The game is usually played using the mouse. The left mouse button is used to uncover (or reveal) **covered** squares, while the right mouse button is used to flag **covered** squares that potentially contain mines. 

For the assignment, **we do not rely on the mouse to interact with the game. Instead, we input the square's coordinates that we intend to click and a character that identifies the action to perform on those squares using the command line. We use `R` to reveal squares and `F` to flag them**. Clicking or flagging squares that have been already **uncovered** does not cause any change. Nevertheless, the GUI must be refreshed as a consequence to process the input.

In the following, "(left-)click" means *input the coordinate of the square with action `R`*, while "flag" or "(right)-click" mean *input the coordinate of the square with action `F`*.

If a player uncovers a mine, the mine detonates, and the game is lost. Otherwise, the uncovered squares display either a number, indicating the number of mines adjacent to it, or a "shaded" block if there are no mines in the neighboring squares. After left-clicking a square with zero adjacent mines, all its "neighbors" **covered** squares are automatically uncovered if they do not contain mines.

Players' job is to use the numbers in the **uncovered** squares to figure out which of the remaining **covered** squares contain mines and which are safe to click.

> **NOTE**: A squares' "neighbors" are the squares adjacent above, below, left, right, and all four diagonals.
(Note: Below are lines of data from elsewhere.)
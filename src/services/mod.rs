// src/services/mod.rs
pub mod assignment_service;
pub mod auth_service;
pub mod file_service;
pub mod post_service;
pub mod user_service;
Squares on the sides of the board or in a corner have *fewer* neighbors. The board does not wrap around the edges.

> **NOTE**:  If the player uncovers a square with no neighboring bombs, minesweeper automatically reveals all the non-mined adjacent squares. It does so **transitively**, so a large area of the board might open, and in some cases, the play can win the game after a single move.

Flagging a **covered** square will cause a flag symbol (`¶`) to appear on it. 

> **NOTE**: right-clicking a **covered** square toggles the flag symbol on it. So, if the square is not flagged, right-clicking it will make the flag symbol appear. Otherwise, if the square is already flagged, right-clicking it will make the flag symbol disappear.

Flagged squares are still **covered**. Hence, players can left-click on them to uncover them. There is no need to "unflag" squares before uncovering them. Additionally, there is no predefined limit on the number of flags that can be used. So, a player can flag all the **covered** squares if (s)he wishes.

So squares can be **covered** or **uncovered**. A covered square can be blank or flagged. An uncovered square can be empty, can contain a number, or can contain a mine.

### End of the Game

A game ends when the player uncovers all non-mine squares (win) or a mine is detonated (lost). Flagging all the mined squares is not required to finish the game; however, all the mines must be clearly shown on the board when the game is lost.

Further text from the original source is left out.